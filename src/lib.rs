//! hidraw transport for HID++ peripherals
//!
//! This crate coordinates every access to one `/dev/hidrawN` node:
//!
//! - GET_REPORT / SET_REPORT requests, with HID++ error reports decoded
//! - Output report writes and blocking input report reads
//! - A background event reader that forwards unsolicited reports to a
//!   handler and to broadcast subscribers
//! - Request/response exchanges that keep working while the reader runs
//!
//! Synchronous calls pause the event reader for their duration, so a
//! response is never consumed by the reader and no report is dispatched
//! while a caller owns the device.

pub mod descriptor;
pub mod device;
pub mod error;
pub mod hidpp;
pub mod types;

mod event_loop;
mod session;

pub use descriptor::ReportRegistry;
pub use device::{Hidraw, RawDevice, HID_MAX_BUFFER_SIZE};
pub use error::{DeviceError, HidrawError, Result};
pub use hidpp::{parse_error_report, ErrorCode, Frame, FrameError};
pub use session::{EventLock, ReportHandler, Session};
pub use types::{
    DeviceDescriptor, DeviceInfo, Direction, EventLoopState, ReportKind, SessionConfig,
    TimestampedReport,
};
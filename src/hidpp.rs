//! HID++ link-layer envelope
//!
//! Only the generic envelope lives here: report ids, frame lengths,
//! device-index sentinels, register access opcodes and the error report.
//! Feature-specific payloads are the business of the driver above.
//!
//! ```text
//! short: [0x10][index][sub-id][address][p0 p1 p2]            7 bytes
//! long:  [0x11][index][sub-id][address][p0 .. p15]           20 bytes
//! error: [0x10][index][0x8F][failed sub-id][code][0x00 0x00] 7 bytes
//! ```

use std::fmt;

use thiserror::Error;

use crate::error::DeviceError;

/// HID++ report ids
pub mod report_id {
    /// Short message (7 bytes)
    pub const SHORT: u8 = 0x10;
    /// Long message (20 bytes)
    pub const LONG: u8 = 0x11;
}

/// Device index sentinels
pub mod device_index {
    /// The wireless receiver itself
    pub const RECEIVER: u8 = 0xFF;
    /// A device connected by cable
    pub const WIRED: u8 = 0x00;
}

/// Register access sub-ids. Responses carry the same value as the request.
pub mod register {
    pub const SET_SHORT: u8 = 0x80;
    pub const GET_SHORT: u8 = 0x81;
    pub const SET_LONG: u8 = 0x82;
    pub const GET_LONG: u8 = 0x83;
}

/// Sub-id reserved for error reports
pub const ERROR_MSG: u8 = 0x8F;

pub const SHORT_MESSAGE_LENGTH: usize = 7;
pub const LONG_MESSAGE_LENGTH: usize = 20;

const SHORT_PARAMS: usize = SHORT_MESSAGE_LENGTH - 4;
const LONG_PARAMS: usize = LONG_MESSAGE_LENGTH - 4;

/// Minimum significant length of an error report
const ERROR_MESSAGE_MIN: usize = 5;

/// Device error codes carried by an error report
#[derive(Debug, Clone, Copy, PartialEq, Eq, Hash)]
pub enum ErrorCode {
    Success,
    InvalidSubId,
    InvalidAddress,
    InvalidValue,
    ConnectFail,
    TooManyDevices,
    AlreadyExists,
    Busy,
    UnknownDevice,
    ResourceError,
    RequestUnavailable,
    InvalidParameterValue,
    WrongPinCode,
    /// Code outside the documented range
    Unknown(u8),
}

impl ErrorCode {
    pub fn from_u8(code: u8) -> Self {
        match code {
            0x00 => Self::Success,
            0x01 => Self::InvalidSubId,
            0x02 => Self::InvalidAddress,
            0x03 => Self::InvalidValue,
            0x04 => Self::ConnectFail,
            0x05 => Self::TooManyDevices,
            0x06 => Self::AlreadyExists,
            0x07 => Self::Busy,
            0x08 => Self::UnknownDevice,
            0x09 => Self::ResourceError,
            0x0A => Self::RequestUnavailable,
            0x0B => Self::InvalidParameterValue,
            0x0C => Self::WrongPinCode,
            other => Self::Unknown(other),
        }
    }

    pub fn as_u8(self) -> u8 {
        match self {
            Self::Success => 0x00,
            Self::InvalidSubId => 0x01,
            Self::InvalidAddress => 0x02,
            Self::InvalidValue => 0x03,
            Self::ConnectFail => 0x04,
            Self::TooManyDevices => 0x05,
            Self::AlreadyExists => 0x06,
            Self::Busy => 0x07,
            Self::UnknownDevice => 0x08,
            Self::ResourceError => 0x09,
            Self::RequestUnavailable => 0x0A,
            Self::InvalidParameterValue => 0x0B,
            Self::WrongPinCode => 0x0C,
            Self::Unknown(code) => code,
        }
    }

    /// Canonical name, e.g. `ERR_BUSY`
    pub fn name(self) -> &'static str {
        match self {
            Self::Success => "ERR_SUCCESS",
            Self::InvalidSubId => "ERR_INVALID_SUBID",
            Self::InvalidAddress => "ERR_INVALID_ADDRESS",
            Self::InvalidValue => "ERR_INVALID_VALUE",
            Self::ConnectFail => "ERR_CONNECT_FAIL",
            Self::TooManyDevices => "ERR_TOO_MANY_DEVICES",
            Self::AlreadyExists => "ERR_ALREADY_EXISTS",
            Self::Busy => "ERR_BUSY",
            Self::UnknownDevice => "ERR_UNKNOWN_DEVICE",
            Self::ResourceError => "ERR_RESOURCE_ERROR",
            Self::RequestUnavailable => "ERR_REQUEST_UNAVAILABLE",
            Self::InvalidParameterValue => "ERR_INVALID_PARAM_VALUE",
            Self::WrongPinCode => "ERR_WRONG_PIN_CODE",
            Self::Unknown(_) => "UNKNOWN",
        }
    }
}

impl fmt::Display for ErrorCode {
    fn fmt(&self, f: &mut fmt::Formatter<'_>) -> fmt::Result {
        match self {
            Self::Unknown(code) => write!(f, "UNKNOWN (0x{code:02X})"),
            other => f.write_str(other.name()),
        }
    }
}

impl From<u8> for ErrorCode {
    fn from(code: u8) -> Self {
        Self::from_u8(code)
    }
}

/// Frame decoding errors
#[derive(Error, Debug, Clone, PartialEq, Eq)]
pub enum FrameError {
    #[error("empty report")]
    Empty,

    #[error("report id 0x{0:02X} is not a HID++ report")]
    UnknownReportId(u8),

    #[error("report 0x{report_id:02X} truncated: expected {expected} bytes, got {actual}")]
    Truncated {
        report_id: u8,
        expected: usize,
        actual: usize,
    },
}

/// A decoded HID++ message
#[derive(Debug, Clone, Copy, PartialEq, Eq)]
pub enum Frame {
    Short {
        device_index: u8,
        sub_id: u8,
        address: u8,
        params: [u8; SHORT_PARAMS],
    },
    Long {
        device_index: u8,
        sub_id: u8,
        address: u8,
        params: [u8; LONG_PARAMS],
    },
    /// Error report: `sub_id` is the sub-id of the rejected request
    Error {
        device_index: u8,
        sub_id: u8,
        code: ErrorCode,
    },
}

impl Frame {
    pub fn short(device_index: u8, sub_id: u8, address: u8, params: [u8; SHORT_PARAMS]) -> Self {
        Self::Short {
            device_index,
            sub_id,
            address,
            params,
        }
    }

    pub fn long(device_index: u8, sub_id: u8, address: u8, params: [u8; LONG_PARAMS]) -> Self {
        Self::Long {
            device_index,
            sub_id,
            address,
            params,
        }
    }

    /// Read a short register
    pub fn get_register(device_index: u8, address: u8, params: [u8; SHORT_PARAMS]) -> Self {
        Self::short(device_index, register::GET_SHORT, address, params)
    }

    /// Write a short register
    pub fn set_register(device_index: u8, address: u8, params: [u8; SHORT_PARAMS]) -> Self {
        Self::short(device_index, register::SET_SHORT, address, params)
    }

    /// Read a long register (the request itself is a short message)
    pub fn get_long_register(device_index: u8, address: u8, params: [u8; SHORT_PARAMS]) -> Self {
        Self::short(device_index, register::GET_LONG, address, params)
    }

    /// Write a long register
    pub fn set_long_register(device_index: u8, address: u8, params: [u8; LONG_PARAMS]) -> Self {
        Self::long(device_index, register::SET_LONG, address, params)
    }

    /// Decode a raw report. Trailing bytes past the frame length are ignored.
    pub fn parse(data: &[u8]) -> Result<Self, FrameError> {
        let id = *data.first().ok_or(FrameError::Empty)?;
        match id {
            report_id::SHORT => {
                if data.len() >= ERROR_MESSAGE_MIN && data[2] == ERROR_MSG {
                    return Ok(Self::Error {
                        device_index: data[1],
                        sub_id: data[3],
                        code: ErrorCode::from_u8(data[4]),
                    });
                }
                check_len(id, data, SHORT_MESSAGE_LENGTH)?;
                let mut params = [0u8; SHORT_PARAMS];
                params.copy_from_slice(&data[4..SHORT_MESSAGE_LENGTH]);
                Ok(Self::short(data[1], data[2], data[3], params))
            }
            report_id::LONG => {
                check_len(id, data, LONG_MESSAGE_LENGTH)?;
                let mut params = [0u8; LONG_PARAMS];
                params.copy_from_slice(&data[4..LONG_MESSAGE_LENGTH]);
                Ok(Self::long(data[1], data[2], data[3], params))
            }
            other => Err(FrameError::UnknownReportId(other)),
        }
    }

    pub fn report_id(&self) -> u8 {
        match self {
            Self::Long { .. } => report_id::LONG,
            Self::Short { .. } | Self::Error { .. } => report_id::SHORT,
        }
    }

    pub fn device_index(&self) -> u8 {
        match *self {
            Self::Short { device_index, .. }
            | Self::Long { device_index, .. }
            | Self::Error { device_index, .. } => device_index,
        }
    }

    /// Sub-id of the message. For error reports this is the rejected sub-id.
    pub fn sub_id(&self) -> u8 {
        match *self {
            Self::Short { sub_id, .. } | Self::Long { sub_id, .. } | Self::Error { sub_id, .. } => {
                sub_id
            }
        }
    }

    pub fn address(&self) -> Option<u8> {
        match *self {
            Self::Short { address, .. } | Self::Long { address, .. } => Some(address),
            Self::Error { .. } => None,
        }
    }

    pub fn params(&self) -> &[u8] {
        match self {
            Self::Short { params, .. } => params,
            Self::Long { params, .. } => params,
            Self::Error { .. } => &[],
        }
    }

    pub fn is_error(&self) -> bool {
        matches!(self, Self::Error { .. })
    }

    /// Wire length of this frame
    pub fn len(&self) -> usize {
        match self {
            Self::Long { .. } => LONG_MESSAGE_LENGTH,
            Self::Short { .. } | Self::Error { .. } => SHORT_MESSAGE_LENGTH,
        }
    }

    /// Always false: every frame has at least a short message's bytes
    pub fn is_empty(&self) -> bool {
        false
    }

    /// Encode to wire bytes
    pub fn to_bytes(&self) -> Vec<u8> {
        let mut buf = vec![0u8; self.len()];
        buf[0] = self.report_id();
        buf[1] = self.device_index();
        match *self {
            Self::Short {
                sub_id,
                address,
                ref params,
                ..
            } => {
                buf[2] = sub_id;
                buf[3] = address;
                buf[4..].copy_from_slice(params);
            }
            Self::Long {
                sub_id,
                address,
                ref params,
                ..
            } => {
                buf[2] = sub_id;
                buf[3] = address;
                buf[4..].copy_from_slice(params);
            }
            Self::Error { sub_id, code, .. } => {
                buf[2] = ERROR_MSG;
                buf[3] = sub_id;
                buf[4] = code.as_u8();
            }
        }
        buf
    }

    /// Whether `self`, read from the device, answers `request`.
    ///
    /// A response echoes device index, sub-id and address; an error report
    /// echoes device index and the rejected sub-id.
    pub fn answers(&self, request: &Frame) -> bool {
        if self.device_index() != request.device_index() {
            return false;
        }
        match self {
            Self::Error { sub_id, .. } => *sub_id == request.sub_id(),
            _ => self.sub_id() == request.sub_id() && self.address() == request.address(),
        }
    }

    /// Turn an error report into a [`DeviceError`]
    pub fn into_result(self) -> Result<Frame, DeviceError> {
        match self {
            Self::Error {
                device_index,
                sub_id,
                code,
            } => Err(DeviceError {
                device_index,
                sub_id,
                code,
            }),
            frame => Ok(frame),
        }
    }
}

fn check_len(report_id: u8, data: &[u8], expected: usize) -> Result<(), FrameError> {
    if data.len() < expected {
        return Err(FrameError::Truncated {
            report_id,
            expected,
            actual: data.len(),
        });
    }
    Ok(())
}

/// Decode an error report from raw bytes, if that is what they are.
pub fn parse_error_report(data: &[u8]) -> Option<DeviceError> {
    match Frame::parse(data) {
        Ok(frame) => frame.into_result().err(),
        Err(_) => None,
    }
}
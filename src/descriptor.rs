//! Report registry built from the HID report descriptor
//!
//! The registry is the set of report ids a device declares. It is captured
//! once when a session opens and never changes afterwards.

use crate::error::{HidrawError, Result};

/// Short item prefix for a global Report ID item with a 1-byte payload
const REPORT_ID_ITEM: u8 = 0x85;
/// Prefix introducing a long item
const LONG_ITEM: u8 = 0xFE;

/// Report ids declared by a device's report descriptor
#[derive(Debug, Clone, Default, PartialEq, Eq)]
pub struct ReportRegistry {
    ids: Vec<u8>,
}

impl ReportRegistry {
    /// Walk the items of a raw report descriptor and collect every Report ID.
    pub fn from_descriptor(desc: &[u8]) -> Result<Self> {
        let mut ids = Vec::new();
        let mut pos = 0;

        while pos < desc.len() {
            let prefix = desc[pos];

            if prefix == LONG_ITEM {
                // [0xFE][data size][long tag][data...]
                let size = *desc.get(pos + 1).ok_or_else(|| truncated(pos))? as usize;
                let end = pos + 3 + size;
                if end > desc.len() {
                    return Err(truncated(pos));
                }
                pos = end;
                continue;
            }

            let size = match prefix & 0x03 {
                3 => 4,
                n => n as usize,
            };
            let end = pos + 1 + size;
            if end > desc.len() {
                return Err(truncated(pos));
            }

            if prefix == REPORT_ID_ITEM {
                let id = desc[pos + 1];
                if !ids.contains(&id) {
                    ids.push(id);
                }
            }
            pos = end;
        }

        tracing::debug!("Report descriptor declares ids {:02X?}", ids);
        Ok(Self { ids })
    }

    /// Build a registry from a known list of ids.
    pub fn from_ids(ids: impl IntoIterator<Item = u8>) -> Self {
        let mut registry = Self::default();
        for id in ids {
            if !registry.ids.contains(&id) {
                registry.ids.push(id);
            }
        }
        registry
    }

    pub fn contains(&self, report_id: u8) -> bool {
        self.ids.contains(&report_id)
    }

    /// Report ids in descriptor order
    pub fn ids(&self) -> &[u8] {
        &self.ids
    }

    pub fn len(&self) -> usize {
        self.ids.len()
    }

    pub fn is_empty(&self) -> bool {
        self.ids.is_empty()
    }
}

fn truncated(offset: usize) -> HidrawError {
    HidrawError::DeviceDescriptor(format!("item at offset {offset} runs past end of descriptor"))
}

What you will do:
What lines in the material above hold the word "contains"? Pull them out.

Your solution:
                if !ids.contains(&id) {
            if !registry.ids.contains(&id) {
    pub fn contains(&self, report_id: u8) -> bool {
        self.ids.contains(&report_id)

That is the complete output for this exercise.